(Data records begins)

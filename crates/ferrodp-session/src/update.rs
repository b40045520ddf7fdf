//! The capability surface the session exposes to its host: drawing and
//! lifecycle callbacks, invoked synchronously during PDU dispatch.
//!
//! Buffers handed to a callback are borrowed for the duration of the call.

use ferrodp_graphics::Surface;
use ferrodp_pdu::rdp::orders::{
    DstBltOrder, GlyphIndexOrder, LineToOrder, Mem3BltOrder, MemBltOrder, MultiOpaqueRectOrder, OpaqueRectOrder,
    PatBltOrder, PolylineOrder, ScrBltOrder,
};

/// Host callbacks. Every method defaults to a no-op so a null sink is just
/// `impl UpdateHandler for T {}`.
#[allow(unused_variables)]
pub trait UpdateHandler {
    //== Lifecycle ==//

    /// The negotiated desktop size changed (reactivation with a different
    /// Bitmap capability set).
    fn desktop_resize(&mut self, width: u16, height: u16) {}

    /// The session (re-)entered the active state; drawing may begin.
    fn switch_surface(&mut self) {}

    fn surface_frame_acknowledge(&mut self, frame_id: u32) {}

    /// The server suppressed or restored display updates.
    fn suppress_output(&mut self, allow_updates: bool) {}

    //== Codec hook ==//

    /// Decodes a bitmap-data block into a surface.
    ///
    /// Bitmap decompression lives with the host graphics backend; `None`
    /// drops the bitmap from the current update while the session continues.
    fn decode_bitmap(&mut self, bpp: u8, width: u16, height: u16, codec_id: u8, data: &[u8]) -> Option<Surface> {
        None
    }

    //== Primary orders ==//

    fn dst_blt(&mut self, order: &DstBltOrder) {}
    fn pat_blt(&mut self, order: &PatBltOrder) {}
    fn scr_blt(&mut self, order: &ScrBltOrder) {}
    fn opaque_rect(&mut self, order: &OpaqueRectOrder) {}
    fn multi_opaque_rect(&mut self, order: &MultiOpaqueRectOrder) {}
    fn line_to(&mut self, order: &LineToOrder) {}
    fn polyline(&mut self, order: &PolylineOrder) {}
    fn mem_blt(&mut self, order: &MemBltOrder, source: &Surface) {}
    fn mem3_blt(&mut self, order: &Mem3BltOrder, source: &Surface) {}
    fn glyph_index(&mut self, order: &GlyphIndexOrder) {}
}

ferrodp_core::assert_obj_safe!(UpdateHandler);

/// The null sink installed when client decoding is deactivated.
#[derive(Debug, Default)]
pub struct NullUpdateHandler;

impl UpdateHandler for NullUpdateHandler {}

(Data records ends)

The whole listing above needs to be reproduced exactly.

filename crates/ferrodp-session/src/update.rs
repository b40045520ddf7fdf
//! The capability surface the session exposes to its host: drawing and
//! lifecycle callbacks, invoked synchronously during PDU dispatch.
//!
//! Buffers handed to a callback are borrowed for the duration of the call.

use ferrodp_graphics::Surface;
use ferrodp_pdu::rdp::orders::{
    DstBltOrder, GlyphIndexOrder, LineToOrder, Mem3BltOrder, MemBltOrder, MultiOpaqueRectOrder, OpaqueRectOrder,
    PatBltOrder, PolylineOrder, ScrBltOrder,
};

/// Host callbacks. Every method defaults to a no-op so a null sink is just
/// `impl UpdateHandler for T {}`.
#[allow(unused_variables)]
pub trait UpdateHandler {
    //== Lifecycle ==//

    /// The negotiated desktop size changed (reactivation with a different
    /// Bitmap capability set).
    fn desktop_resize(&mut self, width: u16, height: u16) {}

    /// The session (re-)entered the active state; drawing may begin.
    fn switch_surface(&mut self) {}

    fn surface_frame_acknowledge(&mut self, frame_id: u32) {}

    /// The server suppressed or restored display updates.
    fn suppress_output(&mut self, allow_updates: bool) {}

    //== Codec hook ==//

    /// Decodes a bitmap-data block into a surface.
    ///
    /// Bitmap decompression lives with the host graphics backend; `None`
    /// drops the bitmap from the current update while the session continues.
    fn decode_bitmap(&mut self, bpp: u8, width: u16, height: u16, codec_id: u8, data: &[u8]) -> Option<Surface> {
        None
    }

    //== Primary orders ==//

    fn dst_blt(&mut self, order: &DstBltOrder) {}
    fn pat_blt(&mut self, order: &PatBltOrder) {}
    fn scr_blt(&mut self, order: &ScrBltOrder) {}
    fn opaque_rect(&mut self, order: &OpaqueRectOrder) {}
    fn multi_opaque_rect(&mut self, order: &MultiOpaqueRectOrder) {}
    fn line_to(&mut self, order: &LineToOrder) {}
    fn polyline(&mut self, order: &PolylineOrder) {}
    fn mem_blt(&mut self, order: &MemBltOrder, source: &Surface) {}
    fn mem3_blt(&mut self, order: &Mem3BltOrder, source: &Surface) {}
    fn glyph_index(&mut self, order: &GlyphIndexOrder) {}
}

ferrodp_core::assert_obj_safe!(UpdateHandler);

/// The null sink installed when client decoding is deactivated.
#[derive(Debug, Default)]
pub struct NullUpdateHandler;

impl UpdateHandler for NullUpdateHandler {}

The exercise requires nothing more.